In [2]:
%pip install tensorflow pandas

import tensorflow as tf
import numpy as np
import pandas as pd
import random
import sys

Note: you may need to restart the kernel to use updated packages.


In [3]:
tensorflow_version = tf.__version__

In [4]:
print("TensorFlow version:", tensorflow_version)

TensorFlow version: 2.20.0


In [5]:
print(pd.__version__)

2.3.2


In [6]:
df=pd.read_csv("train.csv")

In [10]:
df.head()

Unnamed: 0,title,text,subject,date
0,Greens say no support for Macron's EZ budget i...,BERLIN (Reuters) - None of the German parties ...,worldnews,"October 25, 2017"
1,Trump faces uphill battle to overcome court's ...,(Reuters) - U.S. President Donald Trump faces ...,politicsNews,"February 6, 2017"
2,Ukraine president denies hampering anti-corrup...,VILNIUS/KIEV (Reuters) - Ukrainian President P...,worldnews,"December 8, 2017"
3,U.S. defense chief: White House shakeup will n...,BRUSSELS (Reuters) - U.S. Defense Secretary Ji...,politicsNews,"February 14, 2017"
4,Irish government set to fall weeks before Brex...,DUBLIN (Reuters) - Ireland s minority governme...,worldnews,"November 24, 2017"


In [11]:
text = " ".join(df['text'].dropna().astype(str)).lower()
print(f"Corpus length: {len(text)} characters")

Corpus length: 35695884 characters


In [13]:
vocab = sorted(set(text))
print(f'Vocabulary size: {len(vocab)}')

char2idx = {c: i for i, c in enumerate(vocab)}
idx2char = np.array(vocab)

text_as_int = np.array([char2idx[c] for c in text])

Vocabulary size: 104


In [14]:
seq_length = 100 

char_dataset = tf.data.Dataset.from_tensor_slices(text_as_int)

sequences = char_dataset.batch(seq_length + 1, drop_remainder=True)

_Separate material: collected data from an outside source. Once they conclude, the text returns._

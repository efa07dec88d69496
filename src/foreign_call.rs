//! §4.E Foreign-Call Transition.
//!
//! `enter_foreign_call`/`leave_foreign_call` are the hot path: most calls
//! take the fast branch and never touch `state_lock`. Ordering is
//! deliberately stronger here than the source, which only promises this on
//! "strongly-ordered architectures" and flags weaker ones for an upgrade to
//! explicit acquire/release (§5) — this port always pays for the fence.

use std::sync::atomic::Ordering;

use crate::platform::PageAccess;
use crate::runtime::Runtime;
use crate::thread_record::{GcSafepointContext, ThreadHandle, ThreadRecord, ThreadState};

/// §4.E `enter_foreign_call(csp, pc)`.
pub fn enter_foreign_call(rt: &Runtime, thread: ThreadHandle, csp: usize, pc: usize) {
    let rec = rt
        .registry
        .get(thread)
        .unwrap_or_else(|| crate::error::lose("enter_foreign_call: thread not registered"));

    rec.pc_around_foreign_call.store(pc, Ordering::Release);
    // The store fence the source relies on; explicit here rather than
    // assumed from program order on x86.
    std::sync::atomic::fence(Ordering::Release);
    let store_result = rec.csp_page.store_word(csp);

    // This is the edge the coordinator's Phase 1 waits on: releasing `qrl`
    // here is what "this thread has left managed code" means (invariant 3,
    // §3). It happens on both the fast and slow paths.
    rec.qrl.unlock();

    let inhibited_phase2_blocker =
        rec.state.get() == ThreadState::Phase2Blocker && rec.gc_inhibited.load(Ordering::Acquire);

    if store_result == PageAccess::Ok(csp)
        && rec.gc_safepoint_context() != GcSafepointContext::InTransition
        && !inhibited_phase2_blocker
    {
        return;
    }

    enter_foreign_call_slow(rt, &rec, csp, pc);
}

fn enter_foreign_call_slow(rt: &Runtime, rec: &ThreadRecord, csp: usize, pc: usize) {
    // Publish csp/pc, then convert any coordinator-scheduled blocker state
    // into the matching Suspended state. `adjust_thread_state` takes
    // `state_lock` itself via `StateCell::compare_set`.
    rec.csp_page.store_word(csp);
    rec.pc_around_foreign_call.store(pc, Ordering::Release);

    adjust_thread_state(rec);

    // There is no separate "wake the coordinator" signal to raise: Phase
    // 1/Phase 2 learn this thread has transitioned by blocking on its own
    // `qrl` (released below by its caller's managed-code entry point) and
    // by polling `gc_safe`, rather than a shared blocker counter.
    let _ = rt;
}

/// Convert `Phase1Blocker`/`Phase2Blocker`/`InterruptBlocker` into the
/// matching suspended state. Returns whether a conversion happened.
///
/// Also called directly from [`crate::runtime::thread_in_lisp_raised`] and
/// [`crate::runtime::thread_in_safety_transition`] — the post-conditions §6
/// requires of the signal/exception entry points are exactly this
/// conversion, whatever dispatch table got them here.
pub(crate) fn adjust_thread_state(rec: &ThreadRecord) -> bool {
    rec.state.compare_set(ThreadState::Phase1Blocker, ThreadState::Suspended)
        || rec.state.compare_set(ThreadState::InterruptBlocker, ThreadState::SuspendedBriefly)
        || (rec.gc_inhibited.load(Ordering::Acquire)
            && rec.state.get() == ThreadState::Phase2Blocker)
        || rec.state.compare_set(ThreadState::Phase2Blocker, ThreadState::Suspended)
}

/// §4.E `leave_foreign_call()`.
pub fn leave_foreign_call(rt: &Runtime, thread: ThreadHandle) {
    let rec = rt
        .registry
        .get(thread)
        .unwrap_or_else(|| crate::error::lose("leave_foreign_call: thread not registered"));

    // Tell the coordinator "do not adjust me right now" while we are
    // mid-transition.
    rec.set_gc_safepoint_context(GcSafepointContext::InTransition);

    let poll_result = rt.safepoint.poll();
    let stop_in_progress = poll_result == PageAccess::WouldFault || rt.safepoint.is_unmapped();

    if !stop_in_progress {
        rec.csp_page.store_word(0);
        rec.pc_around_foreign_call.store(0, Ordering::Release);
        rec.set_gc_safepoint_context(GcSafepointContext::NoContext);
        rec.qrl.lock();
        return;
    }

    leave_foreign_call_slow(rt, &rec);
}

fn leave_foreign_call_slow(rt: &Runtime, rec: &ThreadRecord) {
    rec.state.wait_until(|s| {
        matches!(
            s,
            ThreadState::Running | ThreadState::Suspended | ThreadState::SuspendedBriefly
        )
    });
    accept_thread_state(rec);

    rec.csp_page.store_word(0);
    rec.pc_around_foreign_call.store(0, Ordering::Release);
    rec.set_gc_safepoint_context(GcSafepointContext::NoContext);

    rec.qrl.lock();

    drain_pending_interrupts_and_gcs(rt, rec);
}

/// The load a managed-code loop backedge performs on every iteration (§2,
/// §4.D): cheap when no stop is in progress, a trap into the slow path once
/// the coordinator has unmapped the safepoint page.
pub fn poll_safepoint(rt: &Runtime, thread: ThreadHandle) {
    let rec = rt
        .registry
        .get(thread)
        .unwrap_or_else(|| crate::error::lose("poll_safepoint: thread not registered"));

    if rt.safepoint.poll() == PageAccess::Ok(0) {
        return;
    }

    poll_safepoint_slow(rt, &rec);
}

fn poll_safepoint_slow(rt: &Runtime, rec: &ThreadRecord) {
    // We are still in managed code — unlike `enter_foreign_call`, nobody
    // has released our qrl yet. Releasing it here is what lets Phase 1's
    // wait on it (coordinator.rs) complete.
    rec.qrl.unlock();
    adjust_thread_state(rec);
    accept_thread_state(rec);
    rec.qrl.lock();
    drain_pending_interrupts_and_gcs(rt, rec);
}

/// Accept whatever state the coordinator has parked this thread in —
/// `Suspended`/`SuspendedBriefly` — blocking on `state_cond` until the
/// coordinator moves it back to `Running`.
fn accept_thread_state(rec: &ThreadRecord) {
    rec.state.wait_until(|s| s == ThreadState::Running);
}

pub(crate) fn drain_pending_interrupts_and_gcs(rt: &Runtime, rec: &ThreadRecord) {
    if rec.pending_signal_set.swap(0, Ordering::AcqRel) != 0 {
        tracing::debug!(target: "stw_core::interrupt", handle = ?rec.handle(), "draining pending interrupt on foreign-call exit");
    }
    if rec.stop_for_gc_pending.load(Ordering::Acquire) {
        crate::coordinator::gc_stop_the_world(rt, rec.handle());
        crate::coordinator::gc_start_the_world(rt, rec.handle());
    }
}

#[cfg(test)]
mod tests {
    use super::*;
    use crate::runtime::test_support::single_threaded_runtime;

    #[test]
    fn round_trip_with_no_intervening_stop_restores_zero_slots() {
        let (rt, handle) = single_threaded_runtime();
        enter_foreign_call(&rt, handle, 0x7fff_0000, 0x4010_00);
        leave_foreign_call(&rt, handle);

        let rec = rt.registry.get(handle).unwrap();
        assert_eq!(rec.csp(), 0);
        assert_eq!(rec.pc_around_foreign_call.load(Ordering::Acquire), 0);
        assert_eq!(rec.gc_safepoint_context(), GcSafepointContext::NoContext);
    }
}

def split_input_target(chunk):
    return chunk[:-1], chunk[1:]

dataset = sequences.map(split_input_target)

BATCH_SIZE = 64
BUFFER_SIZE = 10000

dataset = dataset.shuffle(BUFFER_SIZE).batch(BATCH_SIZE, drop_remainder=True)

In [15]:
vocab_size = len(vocab)
embedding_dim = 64
rnn_units = 128

model = tf.keras.Sequential([
    tf.keras.layers.Embedding(vocab_size, embedding_dim, input_shape=(None,)),
    tf.keras.layers.LSTM(rnn_units, return_sequences=True, recurrent_initializer='glorot_uniform'),
    tf.keras.layers.Dense(vocab_size)
])


def loss(labels, logits):
    return tf.keras.losses.sparse_categorical_crossentropy(labels, logits, from_logits=True)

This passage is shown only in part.